The court stressed that it offered no opinion on whether prostitution should be legal. It said most countries do attempt to control prostitution because of its potential for harm. "Parliament has the power to regulate against nuisances, but not at the cost of the health, safety and lives of prostitutes," Chief Justice McLachlin said in the ruling.

She pointed Mr. MacKay in a potential direction: keeping some aspects of the current laws. The court struck down bans on street solicitation, brothels and living off the avails of prostitution. But it said they are all intertwined and have an impact on one another. "Greater latitude in one measure – for example, permitting prostitutes to obtain the assistance of security personnel – might impact on the constitutionality of another measure – for example, forbidding the nuisances associated with keeping a bawdy-house. The regulation of prostitution is a complex and delicate matter. It will be for Parliament, should it choose to do so, to devise a new approach, reflecting different elements of the existing regime."

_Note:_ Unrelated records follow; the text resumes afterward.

//! Server settings loaded via OrthoConfig and the derived server config.
//!
//! Settings come from CLI flags, `MESS_*` environment variables and config
//! files. Optional values fall back to the defaults below.

use std::net::SocketAddr;
use std::path::PathBuf;
use std::time::Duration;

use actix_web::cookie::{Key, SameSite};
use ortho_config::OrthoConfig;
use serde::Deserialize;
use thiserror::Error;
use tracing::warn;
use url::Url;

use mess_backend::domain::{EXPIRING_SOON_DAYS, LocalCalendar};
use mess_backend::outbound::identity::IdentityKeys;

const DEFAULT_BIND_ADDR: &str = "0.0.0.0:8080";
const DEFAULT_POOL_MAX_SIZE: u32 = 10;
const DEFAULT_SESSION_KEY_FILE: &str = "/var/run/secrets/session_key";
const DEFAULT_IDENTITY_TIMEOUT_SECS: u64 = 10;

/// Raw settings before validation.
#[derive(Debug, Clone, Deserialize, OrthoConfig)]
#[ortho_config(prefix = "MESS")]
pub struct ServerSettings {
    /// Socket address to listen on.
    pub bind_addr: Option<String>,
    /// PostgreSQL connection string.
    pub database_url: Option<String>,
    /// Maximum pooled connections.
    pub pool_max_size: Option<u32>,
    /// File holding the session signing key material.
    pub session_key_file: Option<PathBuf>,
    /// Fall back to a random session key when the key file is unreadable.
    pub session_allow_ephemeral: Option<bool>,
    /// Mark the session cookie `Secure`; defaults to on.
    pub cookie_secure: Option<bool>,
    /// Base URL of the hosted identity service.
    pub identity_url: Option<String>,
    /// Public API key sent with every identity request.
    pub identity_public_key: Option<String>,
    /// Service key used for admin password updates.
    pub identity_service_key: Option<String>,
    /// Identity request timeout in seconds.
    pub identity_timeout_secs: Option<u64>,
    /// Days ahead a membership counts as expiring on the dashboard.
    pub expiring_window_days: Option<i64>,
    /// Offset of the messes' local time east of UTC, in minutes.
    pub utc_offset_minutes: Option<i32>,
}

/// Reasons settings cannot be turned into a running configuration.
#[derive(Debug, Error)]
pub enum SettingsError {
    #[error("missing required setting `{0}`")]
    Missing(&'static str),
    #[error("invalid bind address `{value}`: {source}")]
    BindAddr {
        value: String,
        source: std::net::AddrParseError,
    },
    #[error("invalid identity url `{value}`: {source}")]
    IdentityUrl {
        value: String,
        source: url::ParseError,
    },
    #[error("expiring window must be between 0 and {max} days, got {days}")]
    WindowOutOfRange { days: i64, max: i64 },
    #[error("utc offset must be within a day, got {0} minutes")]
    UtcOffset(i32),
    #[error("failed to read session key at {path}: {source}")]
    SessionKey {
        path: PathBuf,
        source: std::io::Error,
    },
}

fn required<'a>(value: &'a Option<String>, name: &'static str) -> Result<&'a str, SettingsError> {
    value
        .as_deref()
        .map(str::trim)
        .filter(|value| !value.is_empty())
        .ok_or(SettingsError::Missing(name))
}

impl ServerSettings {
    pub fn bind_addr(&self) -> Result<SocketAddr, SettingsError> {
        let value = self.bind_addr.as_deref().unwrap_or(DEFAULT_BIND_ADDR);
        value.parse().map_err(|source| SettingsError::BindAddr {
            value: value.to_owned(),
            source,
        })
    }

    pub fn database_url(&self) -> Result<&str, SettingsError> {
        required(&self.database_url, "database_url")
    }

    pub fn pool_max_size(&self) -> u32 {
        self.pool_max_size.unwrap_or(DEFAULT_POOL_MAX_SIZE)
    }

    pub fn session_key_file(&self) -> PathBuf {
        self.session_key_file
            .clone()
            .unwrap_or_else(|| PathBuf::from(DEFAULT_SESSION_KEY_FILE))
    }

    pub fn identity_url(&self) -> Result<Url, SettingsError> {
        let value = required(&self.identity_url, "identity_url")?;
        Url::parse(value).map_err(|source| SettingsError::IdentityUrl {
            value: value.to_owned(),
            source,
        })
    }

    pub fn identity_keys(&self) -> Result<IdentityKeys, SettingsError> {
        Ok(IdentityKeys {
            public_key: required(&self.identity_public_key, "identity_public_key")?.to_owned(),
            service_key: required(&self.identity_service_key, "identity_service_key")?.to_owned(),
        })
    }

    pub fn identity_timeout(&self) -> Duration {
        Duration::from_secs(
            self.identity_timeout_secs
                .unwrap_or(DEFAULT_IDENTITY_TIMEOUT_SECS),
        )
    }

    pub fn cookie_secure(&self) -> bool {
        self.cookie_secure.unwrap_or(true)
    }

    pub fn expiring_window_days(&self) -> Result<i64, SettingsError> {
        match self.expiring_window_days.unwrap_or(EXPIRING_SOON_DAYS) {
            days if (0..=EXPIRING_SOON_DAYS).contains(&days) => Ok(days),
            days => Err(SettingsError::WindowOutOfRange {
                days,
                max: EXPIRING_SOON_DAYS,
            }),
        }
    }

    /// Calendar used to decide the current day; UTC unless configured.
    pub fn calendar(&self) -> Result<LocalCalendar, SettingsError> {
        let minutes = self.utc_offset_minutes.unwrap_or(0);
        LocalCalendar::from_offset_minutes(minutes).ok_or(SettingsError::UtcOffset(minutes))
    }

    /// Read the session key, or generate one in debug builds and when
    /// ephemeral keys are explicitly allowed.
    pub fn session_key(&self) -> Result<Key, SettingsError> {
        let path = self.session_key_file();
        match std::fs::read(&path) {
            Ok(bytes) => Ok(Key::derive_from(&bytes)),
            Err(source)
                if cfg!(debug_assertions) || self.session_allow_ephemeral.unwrap_or(false) =>
            {
                warn!(path = %path.display(), error = %source, "using temporary session key (dev only)");
                Ok(Key::generate())
            }
            Err(source) => Err(SettingsError::SessionKey { path, source }),
        }
    }
}

/// Validated inputs for [`super::create_server`].
pub struct ServerConfig {
    pub(crate) key: Key,
    pub(crate) cookie_secure: bool,
    pub(crate) same_site: SameSite,
    pub(crate) bind_addr: SocketAddr,
    pub(crate) expiring_window_days: i64,
    pub(crate) calendar: LocalCalendar,
}

impl ServerConfig {
    #[must_use]
    pub fn new(key: Key, cookie_secure: bool, same_site: SameSite, bind_addr: SocketAddr) -> Self {
        Self {
            key,
            cookie_secure,
            same_site,
            bind_addr,
            expiring_window_days: EXPIRING_SOON_DAYS,
            calendar: LocalCalendar::default(),
        }
    }

    /// Override the dashboard expiring window.
    #[must_use]
    pub fn with_expiring_window(mut self, days: i64) -> Self {
        self.expiring_window_days = days;
        self
    }

    /// Judge the current day on `calendar`.
    #[must_use]
    pub fn with_calendar(mut self, calendar: LocalCalendar) -> Self {
        self.calendar = calendar;
        self
    }
}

The unanimity tells Mr. MacKay that pleas for deference to legislators will fall on deaf ears if a law's purposes – in this case, controlling neighbourhood nuisances – are out of whack with the damage to those who are unable to get out of harm's way. It is much the same message as the court delivered two years ago when the federal government tried to close down Insite, a Vancouver clinic at which addicts can inject illegal drugs under a nurse's supervision. In that case, the court, with only two members appointed by Mr. Harper, was unanimous that the government could not act in ways that put vulnerable addicts at risk of death.

Chief Justice McLachlin explained how the current laws make prostitutes vulnerable: The ban on brothels prevents them from working in safer indoor locations. The law against living off the avails of prostitution is intended for pimps, but also bans drivers, managers, bodyguards, accountants and receptionists. The ban on street solicitation prevents prostitutes from weeding out dangerous clients.